Just like the chatter of the frogs at the pond, one spot of light captured by a fluorescence microscope is made up of many individuals—in this case, fluorescently labeled molecules. The resolution of the microscope is limited by the physics of light and the system itself, so the instrument can only detect the sum of these individual contributions—their combined brightness. Like the volume of croaks at the pond, the compound spot varies in intensity over time as molecules blink on and off.
To create their new method, the team first modeled the entire path of light through the system—from the photons leaving the fluorophore to the creation of the spot detected by the microscope. From this, they produced a "trace," or plot, of the spot's intensity over time that depends on all the system parameters, both known and unknown.

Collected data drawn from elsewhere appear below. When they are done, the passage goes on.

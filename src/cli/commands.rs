// ABOUTME: Command implementations for the stencil CLI
// ABOUTME: Handles execution of the render and check commands

use anyhow::{Context, Result};
use std::path::{Path, PathBuf};
use tracing::{info, warn};

use super::config::Config;
use crate::template::scanner::{self, DirectiveKind};
use crate::template::{DiagnosticKind, Scope, TemplateEngine};

/// Inputs of the render command
#[derive(Debug, Clone)]
pub struct RenderRequest {
    pub templates: Vec<PathBuf>,
    pub data: Option<PathBuf>,
    pub output: Option<PathBuf>,
    pub keep_globals: bool,
}

/// Render templates in order and write the documents to the output file or stdout
pub async fn render_templates(request: RenderRequest, config: &Config) -> Result<()> {
    let scope = build_scope(request.data.as_deref(), config).await?;
    info!("Rendering {} template(s) with {} variables", request.templates.len(), scope.len());

    let mut engine = engine_for(config, request.templates.first().map(PathBuf::as_path));
    let mut documents = Vec::with_capacity(request.templates.len());

    for (index, template_path) in request.templates.iter().enumerate() {
        let template = tokio::fs::read_to_string(template_path)
            .await
            .with_context(|| format!("Failed to read template {}", template_path.display()))?;

        let reset_globals = index == 0 || !request.keep_globals;
        let rendered = engine
            .render_with(&template, &scope, reset_globals)
            .with_context(|| format!("Failed to render {}", template_path.display()))?;

        let problems = engine.errors().len();
        if problems > 0 {
            warn!("{} problem(s) while rendering {}", problems, template_path.display());
        }
        engine.flush_errors();
        documents.push(rendered);
    }

    let document = documents.join("\n");
    match request.output {
        Some(output_path) => {
            tokio::fs::write(&output_path, &document)
                .await
                .with_context(|| format!("Failed to write output file {}", output_path.display()))?;
            info!("Rendered document written to: {}", output_path.display());
        }
        None => print!("{}", document),
    }

    Ok(())
}

/// List the placeholders of a template and fail on structural problems
pub async fn check_template(template_path: PathBuf, config: &Config) -> Result<()> {
    info!("Checking template: {}", template_path.display());

    let template = tokio::fs::read_to_string(&template_path)
        .await
        .with_context(|| format!("Failed to read template {}", template_path.display()))?;

    let placeholders = scanner::scan(&template);
    for placeholder in &placeholders {
        let marker = if placeholder.unterminated { " (unterminated)" } else { "" };
        println!(
            "{:<12} {}{}",
            kind_label(placeholder.kind),
            first_line(&placeholder.directive),
            marker
        );
    }

    let mut engine = engine_for(config, Some(&template_path)).with_log_errors(false);
    engine
        .render(&template, &Scope::new())
        .with_context(|| format!("Failed to render {}", template_path.display()))?;

    let structural: Vec<_> = engine
        .errors()
        .iter()
        .filter(|diagnostic| diagnostic.kind == DiagnosticKind::Block)
        .collect();
    for diagnostic in &structural {
        println!("error: {}", diagnostic);
    }

    if !structural.is_empty() {
        return Err(anyhow::anyhow!(
            "Template {} has {} structural problem(s)",
            template_path.display(),
            structural.len()
        ));
    }

    println!("✓ Template '{}' is valid", template_path.display());
    println!("  Placeholders: {}", placeholders.len());

    Ok(())
}

/// Engine from the config; without a configured root, imports resolve next to the template
fn engine_for(config: &Config, template_path: Option<&Path>) -> TemplateEngine {
    let engine = config.template_engine();
    if config.template_root.is_some() {
        return engine;
    }
    match template_path.and_then(Path::parent) {
        Some(parent) if parent.as_os_str().is_empty() => engine.with_template_root("."),
        Some(parent) => engine.with_template_root(parent),
        None => engine,
    }
}

/// Variables from the data file, overlaid with configured and command line variables
async fn build_scope(data: Option<&Path>, config: &Config) -> Result<Scope> {
    let mut scope = match data {
        Some(path) => load_data(path).await?,
        None => Scope::new(),
    };
    scope.extend(config.template_vars.clone());
    Ok(scope)
}

/// Load a JSON or YAML mapping of template variables
pub async fn load_data(path: &Path) -> Result<Scope> {
    let contents = tokio::fs::read_to_string(path)
        .await
        .with_context(|| format!("Failed to read data file {}", path.display()))?;

    let is_yaml = matches!(
        path.extension().and_then(|ext| ext.to_str()),
        Some("yaml" | "yml")
    );
    let data: serde_json::Value = if is_yaml {
        serde_yaml::from_str(&contents)
            .with_context(|| format!("Invalid YAML in {}", path.display()))?
    } else {
        serde_json::from_str(&contents)
            .with_context(|| format!("Invalid JSON in {}", path.display()))?
    };

    if !data.is_object() {
        return Err(anyhow::anyhow!(
            "Data file {} must contain a mapping of variables",
            path.display()
        ));
    }
    Ok(Scope::from_json(data))
}

fn kind_label(kind: DirectiveKind) -> &'static str {
    match kind {
        DirectiveKind::Conditional => "if",
        DirectiveKind::Loop => "for",
        DirectiveKind::Assignment => "set",
        DirectiveKind::Import => "import",
        DirectiveKind::Pipeline => "value",
    }
}

fn first_line(text: &str) -> &str {
    text.lines().next().unwrap_or_default()
}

Armed with this machine learning model, the researchers then turned to figuring out the unknown parameters in an actual image of a spot of light detected by a microscope. To do this, they fit their model to a trace of that spot's intensity over time. By tweaking the parameters of their model to reproduce the real trace, they were able to infer the unknown quantities, including the number of individual molecules contained in the single spot.

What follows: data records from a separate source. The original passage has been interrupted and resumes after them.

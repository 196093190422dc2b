/// Outbound adapters - Infrastructure implementations of outbound ports
pub mod catalog;
pub mod console;
pub mod filesystem;
pub mod formatters;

Unlike previous counting methods, which yield a single number of individual molecules contained in a spot, the new method, blinx, gives a probability distribution of all possible answers. This enables researchers to see the confidence of the model's predictions and decide if they need more data.
"Sometimes the data just doesn't support a single answer. There might be so much fluctuation that the information is just not there," says Janelia Group Leader Jan Funke. "This model has the capability to tell you: I really don't know."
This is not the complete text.